● PROBLEM DETAILS:
Search the data below for the string "that" and copy all lines where it shows up.

─── DATA UNDER STUDY ───

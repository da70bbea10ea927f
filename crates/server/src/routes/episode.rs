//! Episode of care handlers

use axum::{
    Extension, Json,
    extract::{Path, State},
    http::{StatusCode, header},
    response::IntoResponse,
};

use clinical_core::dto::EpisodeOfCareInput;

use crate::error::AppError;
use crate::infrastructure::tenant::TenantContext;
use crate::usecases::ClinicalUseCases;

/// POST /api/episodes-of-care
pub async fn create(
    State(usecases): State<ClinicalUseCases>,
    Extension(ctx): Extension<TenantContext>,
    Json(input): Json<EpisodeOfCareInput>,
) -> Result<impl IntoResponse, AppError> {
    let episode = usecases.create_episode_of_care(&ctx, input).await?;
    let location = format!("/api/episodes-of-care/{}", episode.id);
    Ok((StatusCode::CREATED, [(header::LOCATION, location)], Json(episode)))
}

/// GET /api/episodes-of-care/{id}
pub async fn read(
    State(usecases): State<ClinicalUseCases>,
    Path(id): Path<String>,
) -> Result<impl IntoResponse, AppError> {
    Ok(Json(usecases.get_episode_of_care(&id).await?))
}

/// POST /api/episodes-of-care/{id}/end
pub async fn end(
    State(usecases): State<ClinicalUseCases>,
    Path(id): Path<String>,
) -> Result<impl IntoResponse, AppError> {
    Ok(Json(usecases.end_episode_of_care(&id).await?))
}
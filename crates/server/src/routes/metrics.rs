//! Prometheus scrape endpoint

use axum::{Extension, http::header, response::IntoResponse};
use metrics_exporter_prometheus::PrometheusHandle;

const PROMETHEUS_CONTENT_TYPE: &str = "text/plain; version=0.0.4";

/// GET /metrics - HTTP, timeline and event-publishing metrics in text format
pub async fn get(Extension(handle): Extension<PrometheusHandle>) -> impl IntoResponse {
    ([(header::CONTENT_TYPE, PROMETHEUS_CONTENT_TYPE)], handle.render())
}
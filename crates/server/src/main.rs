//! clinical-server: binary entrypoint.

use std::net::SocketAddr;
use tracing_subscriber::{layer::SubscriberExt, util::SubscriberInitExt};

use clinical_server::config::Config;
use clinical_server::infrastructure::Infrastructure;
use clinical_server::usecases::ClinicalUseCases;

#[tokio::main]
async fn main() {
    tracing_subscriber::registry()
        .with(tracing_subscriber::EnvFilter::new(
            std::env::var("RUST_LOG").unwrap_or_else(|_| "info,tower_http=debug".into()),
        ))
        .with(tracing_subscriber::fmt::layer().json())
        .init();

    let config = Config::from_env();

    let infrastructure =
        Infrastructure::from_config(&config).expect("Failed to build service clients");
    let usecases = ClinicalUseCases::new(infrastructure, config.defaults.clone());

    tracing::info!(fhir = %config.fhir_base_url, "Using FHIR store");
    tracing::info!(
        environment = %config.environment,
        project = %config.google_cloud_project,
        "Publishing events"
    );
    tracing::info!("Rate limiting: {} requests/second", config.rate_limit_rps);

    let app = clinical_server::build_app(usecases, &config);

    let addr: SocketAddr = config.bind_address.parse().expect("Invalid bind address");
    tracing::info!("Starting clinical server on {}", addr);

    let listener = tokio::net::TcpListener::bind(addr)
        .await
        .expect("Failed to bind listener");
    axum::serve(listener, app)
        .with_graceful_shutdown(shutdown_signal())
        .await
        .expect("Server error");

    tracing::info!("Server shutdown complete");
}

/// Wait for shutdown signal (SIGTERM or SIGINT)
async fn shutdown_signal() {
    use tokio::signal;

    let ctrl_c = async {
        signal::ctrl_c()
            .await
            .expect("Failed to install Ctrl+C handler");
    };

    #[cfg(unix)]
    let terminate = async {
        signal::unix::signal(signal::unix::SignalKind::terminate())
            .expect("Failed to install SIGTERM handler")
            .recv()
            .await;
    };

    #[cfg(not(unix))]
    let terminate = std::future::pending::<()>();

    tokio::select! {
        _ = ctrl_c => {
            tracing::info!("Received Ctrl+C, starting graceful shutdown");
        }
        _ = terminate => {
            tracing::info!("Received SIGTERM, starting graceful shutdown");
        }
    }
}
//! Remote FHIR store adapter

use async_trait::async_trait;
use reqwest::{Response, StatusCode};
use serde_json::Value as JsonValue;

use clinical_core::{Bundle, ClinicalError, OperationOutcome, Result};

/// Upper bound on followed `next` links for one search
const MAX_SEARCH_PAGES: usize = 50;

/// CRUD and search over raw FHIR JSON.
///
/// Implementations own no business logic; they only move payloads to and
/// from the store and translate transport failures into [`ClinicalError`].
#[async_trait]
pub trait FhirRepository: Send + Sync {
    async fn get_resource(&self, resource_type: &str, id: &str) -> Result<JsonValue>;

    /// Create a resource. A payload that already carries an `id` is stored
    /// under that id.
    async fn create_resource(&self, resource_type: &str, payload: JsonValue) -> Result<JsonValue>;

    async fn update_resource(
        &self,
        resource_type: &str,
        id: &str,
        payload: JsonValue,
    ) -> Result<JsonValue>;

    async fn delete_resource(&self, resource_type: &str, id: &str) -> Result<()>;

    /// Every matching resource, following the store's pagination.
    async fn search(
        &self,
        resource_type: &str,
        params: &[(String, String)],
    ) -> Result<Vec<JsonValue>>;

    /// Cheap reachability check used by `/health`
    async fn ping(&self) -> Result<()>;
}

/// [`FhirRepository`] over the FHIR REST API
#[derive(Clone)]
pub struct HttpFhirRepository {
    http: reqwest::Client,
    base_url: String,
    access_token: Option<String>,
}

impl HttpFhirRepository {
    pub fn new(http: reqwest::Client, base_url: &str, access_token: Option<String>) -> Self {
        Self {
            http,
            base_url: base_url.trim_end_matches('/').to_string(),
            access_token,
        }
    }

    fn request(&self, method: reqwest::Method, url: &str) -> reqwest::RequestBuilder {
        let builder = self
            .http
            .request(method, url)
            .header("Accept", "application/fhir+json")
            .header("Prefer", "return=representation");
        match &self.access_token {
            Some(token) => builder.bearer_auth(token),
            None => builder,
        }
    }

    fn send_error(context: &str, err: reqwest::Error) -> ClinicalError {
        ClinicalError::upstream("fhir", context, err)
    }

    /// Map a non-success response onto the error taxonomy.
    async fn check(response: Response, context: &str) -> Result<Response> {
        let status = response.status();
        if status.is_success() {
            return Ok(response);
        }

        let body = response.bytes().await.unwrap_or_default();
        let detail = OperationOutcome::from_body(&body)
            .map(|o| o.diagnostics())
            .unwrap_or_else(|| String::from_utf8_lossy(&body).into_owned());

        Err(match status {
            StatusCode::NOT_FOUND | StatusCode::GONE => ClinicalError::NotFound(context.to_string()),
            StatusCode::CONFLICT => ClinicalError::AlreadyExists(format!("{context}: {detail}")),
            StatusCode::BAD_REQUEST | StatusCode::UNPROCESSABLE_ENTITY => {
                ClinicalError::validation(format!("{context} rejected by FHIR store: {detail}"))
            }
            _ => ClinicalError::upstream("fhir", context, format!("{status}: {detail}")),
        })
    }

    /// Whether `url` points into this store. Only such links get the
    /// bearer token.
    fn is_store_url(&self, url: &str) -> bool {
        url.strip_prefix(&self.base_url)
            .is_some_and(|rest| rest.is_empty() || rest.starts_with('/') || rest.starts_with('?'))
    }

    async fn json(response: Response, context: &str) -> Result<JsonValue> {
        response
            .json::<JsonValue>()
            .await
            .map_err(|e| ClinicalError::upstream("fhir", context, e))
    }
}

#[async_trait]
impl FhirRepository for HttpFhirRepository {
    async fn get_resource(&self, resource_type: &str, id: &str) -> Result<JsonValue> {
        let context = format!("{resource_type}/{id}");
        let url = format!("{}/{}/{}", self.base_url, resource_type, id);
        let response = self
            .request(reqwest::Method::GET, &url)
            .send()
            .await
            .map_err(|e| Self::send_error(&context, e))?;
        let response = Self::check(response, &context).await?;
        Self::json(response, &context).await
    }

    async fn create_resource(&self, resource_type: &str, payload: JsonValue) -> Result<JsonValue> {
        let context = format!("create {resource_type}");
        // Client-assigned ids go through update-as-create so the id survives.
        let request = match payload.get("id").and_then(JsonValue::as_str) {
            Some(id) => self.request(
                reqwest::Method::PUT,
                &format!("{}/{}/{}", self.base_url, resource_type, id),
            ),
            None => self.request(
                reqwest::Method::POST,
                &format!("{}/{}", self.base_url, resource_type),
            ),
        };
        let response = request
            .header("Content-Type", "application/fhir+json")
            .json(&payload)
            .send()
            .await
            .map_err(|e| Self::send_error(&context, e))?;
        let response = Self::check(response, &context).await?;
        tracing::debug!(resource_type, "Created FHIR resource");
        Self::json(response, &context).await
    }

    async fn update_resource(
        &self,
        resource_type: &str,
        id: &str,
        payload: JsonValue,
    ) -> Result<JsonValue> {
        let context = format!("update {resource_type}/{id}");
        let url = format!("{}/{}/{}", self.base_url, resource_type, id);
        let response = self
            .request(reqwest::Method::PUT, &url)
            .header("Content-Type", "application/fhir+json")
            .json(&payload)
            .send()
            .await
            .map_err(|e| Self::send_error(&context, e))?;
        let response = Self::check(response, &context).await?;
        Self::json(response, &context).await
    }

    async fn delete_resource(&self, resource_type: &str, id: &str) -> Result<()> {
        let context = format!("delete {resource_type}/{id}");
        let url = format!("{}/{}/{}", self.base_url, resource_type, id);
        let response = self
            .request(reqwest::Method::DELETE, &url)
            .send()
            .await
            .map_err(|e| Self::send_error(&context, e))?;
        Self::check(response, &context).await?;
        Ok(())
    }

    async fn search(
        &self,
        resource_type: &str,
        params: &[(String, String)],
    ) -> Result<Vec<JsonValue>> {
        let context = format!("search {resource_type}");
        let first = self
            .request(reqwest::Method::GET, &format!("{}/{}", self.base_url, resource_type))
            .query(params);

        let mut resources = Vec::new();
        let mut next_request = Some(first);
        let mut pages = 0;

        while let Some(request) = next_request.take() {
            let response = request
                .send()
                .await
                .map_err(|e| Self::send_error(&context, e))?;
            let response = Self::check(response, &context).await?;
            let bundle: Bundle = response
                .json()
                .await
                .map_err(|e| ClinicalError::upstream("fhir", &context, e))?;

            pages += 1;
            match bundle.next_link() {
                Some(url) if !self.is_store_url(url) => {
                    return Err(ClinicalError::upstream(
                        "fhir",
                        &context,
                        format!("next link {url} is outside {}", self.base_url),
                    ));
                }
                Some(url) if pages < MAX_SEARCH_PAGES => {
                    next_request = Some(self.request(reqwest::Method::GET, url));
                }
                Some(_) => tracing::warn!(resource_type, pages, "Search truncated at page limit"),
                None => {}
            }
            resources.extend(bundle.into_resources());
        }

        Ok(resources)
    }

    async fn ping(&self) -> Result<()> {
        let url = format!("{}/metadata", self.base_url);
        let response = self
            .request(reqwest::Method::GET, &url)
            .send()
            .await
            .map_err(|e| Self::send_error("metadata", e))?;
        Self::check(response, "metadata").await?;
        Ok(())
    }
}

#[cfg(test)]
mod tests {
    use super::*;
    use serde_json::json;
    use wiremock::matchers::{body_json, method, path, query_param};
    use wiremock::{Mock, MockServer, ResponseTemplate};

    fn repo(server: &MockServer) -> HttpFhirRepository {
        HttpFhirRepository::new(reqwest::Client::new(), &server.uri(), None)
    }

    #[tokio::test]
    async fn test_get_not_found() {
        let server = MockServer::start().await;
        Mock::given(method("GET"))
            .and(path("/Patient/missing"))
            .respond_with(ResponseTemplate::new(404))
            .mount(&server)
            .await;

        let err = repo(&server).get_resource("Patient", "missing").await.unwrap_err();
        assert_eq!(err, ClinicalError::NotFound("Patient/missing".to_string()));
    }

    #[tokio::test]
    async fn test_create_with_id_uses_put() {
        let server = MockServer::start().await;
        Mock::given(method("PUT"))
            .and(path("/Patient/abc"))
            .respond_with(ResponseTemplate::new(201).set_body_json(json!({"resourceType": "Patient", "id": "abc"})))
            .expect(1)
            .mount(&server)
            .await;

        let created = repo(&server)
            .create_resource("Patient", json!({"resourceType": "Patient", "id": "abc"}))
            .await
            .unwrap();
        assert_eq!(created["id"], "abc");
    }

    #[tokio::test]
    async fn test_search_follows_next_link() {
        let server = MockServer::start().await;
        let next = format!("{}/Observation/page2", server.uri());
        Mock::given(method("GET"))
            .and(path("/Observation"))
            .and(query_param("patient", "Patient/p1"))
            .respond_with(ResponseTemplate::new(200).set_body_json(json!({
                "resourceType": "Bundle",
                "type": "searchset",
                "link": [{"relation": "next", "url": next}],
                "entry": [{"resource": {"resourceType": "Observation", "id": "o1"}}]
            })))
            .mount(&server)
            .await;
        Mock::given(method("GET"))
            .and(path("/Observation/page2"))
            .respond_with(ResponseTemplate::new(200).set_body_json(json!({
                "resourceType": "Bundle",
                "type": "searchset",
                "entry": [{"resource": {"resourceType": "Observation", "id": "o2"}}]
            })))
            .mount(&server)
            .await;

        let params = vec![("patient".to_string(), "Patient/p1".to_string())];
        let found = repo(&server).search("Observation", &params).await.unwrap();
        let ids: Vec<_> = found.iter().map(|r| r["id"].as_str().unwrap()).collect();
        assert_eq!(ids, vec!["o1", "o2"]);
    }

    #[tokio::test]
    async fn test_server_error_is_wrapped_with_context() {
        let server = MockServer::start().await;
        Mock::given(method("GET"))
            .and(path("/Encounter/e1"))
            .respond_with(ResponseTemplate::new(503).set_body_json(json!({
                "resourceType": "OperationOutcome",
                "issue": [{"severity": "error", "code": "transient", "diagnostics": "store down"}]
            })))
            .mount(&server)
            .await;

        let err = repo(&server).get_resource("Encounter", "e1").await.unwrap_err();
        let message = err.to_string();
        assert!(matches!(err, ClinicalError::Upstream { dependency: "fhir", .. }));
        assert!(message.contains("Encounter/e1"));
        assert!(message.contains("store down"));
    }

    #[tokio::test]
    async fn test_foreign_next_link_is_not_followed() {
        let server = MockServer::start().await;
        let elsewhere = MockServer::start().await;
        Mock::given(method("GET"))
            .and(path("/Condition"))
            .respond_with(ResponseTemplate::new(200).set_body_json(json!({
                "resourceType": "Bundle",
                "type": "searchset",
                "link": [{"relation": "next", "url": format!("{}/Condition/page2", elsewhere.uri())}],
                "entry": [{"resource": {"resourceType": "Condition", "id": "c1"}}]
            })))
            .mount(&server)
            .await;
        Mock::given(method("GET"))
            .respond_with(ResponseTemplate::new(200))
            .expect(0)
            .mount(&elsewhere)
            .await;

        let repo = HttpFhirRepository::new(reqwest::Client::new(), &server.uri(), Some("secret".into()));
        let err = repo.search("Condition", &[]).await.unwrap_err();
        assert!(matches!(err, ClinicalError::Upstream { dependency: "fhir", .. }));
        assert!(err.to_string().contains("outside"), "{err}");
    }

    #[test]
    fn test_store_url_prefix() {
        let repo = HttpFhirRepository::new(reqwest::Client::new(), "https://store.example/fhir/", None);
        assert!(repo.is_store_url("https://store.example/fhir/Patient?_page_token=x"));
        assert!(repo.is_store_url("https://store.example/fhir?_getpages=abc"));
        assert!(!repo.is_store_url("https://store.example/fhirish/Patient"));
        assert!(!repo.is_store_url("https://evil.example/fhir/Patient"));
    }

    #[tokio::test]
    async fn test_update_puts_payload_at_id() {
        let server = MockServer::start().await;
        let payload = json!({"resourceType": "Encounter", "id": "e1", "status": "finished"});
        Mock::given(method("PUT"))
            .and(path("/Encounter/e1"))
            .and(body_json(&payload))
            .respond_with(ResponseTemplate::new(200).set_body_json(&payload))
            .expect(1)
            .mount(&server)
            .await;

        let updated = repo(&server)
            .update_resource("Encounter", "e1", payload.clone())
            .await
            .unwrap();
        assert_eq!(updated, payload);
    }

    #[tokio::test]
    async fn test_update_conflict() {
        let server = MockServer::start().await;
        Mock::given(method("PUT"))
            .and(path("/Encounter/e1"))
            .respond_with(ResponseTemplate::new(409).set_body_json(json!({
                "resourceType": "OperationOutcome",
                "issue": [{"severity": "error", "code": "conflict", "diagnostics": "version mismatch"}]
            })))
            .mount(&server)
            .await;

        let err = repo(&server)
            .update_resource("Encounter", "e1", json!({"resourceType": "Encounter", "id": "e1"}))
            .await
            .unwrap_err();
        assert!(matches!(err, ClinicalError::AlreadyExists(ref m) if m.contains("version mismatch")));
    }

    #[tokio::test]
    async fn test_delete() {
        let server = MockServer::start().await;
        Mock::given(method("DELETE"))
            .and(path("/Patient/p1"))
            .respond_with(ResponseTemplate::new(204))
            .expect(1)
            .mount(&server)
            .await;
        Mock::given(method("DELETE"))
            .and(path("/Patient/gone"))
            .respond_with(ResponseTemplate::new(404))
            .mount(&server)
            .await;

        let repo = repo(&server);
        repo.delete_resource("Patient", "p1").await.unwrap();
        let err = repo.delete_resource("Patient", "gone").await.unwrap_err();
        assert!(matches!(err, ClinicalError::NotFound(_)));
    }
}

───

● ANSWER TO THE EXERCISE:
    /// Create a resource. A payload that already carries an `id` is stored
    /// under that id.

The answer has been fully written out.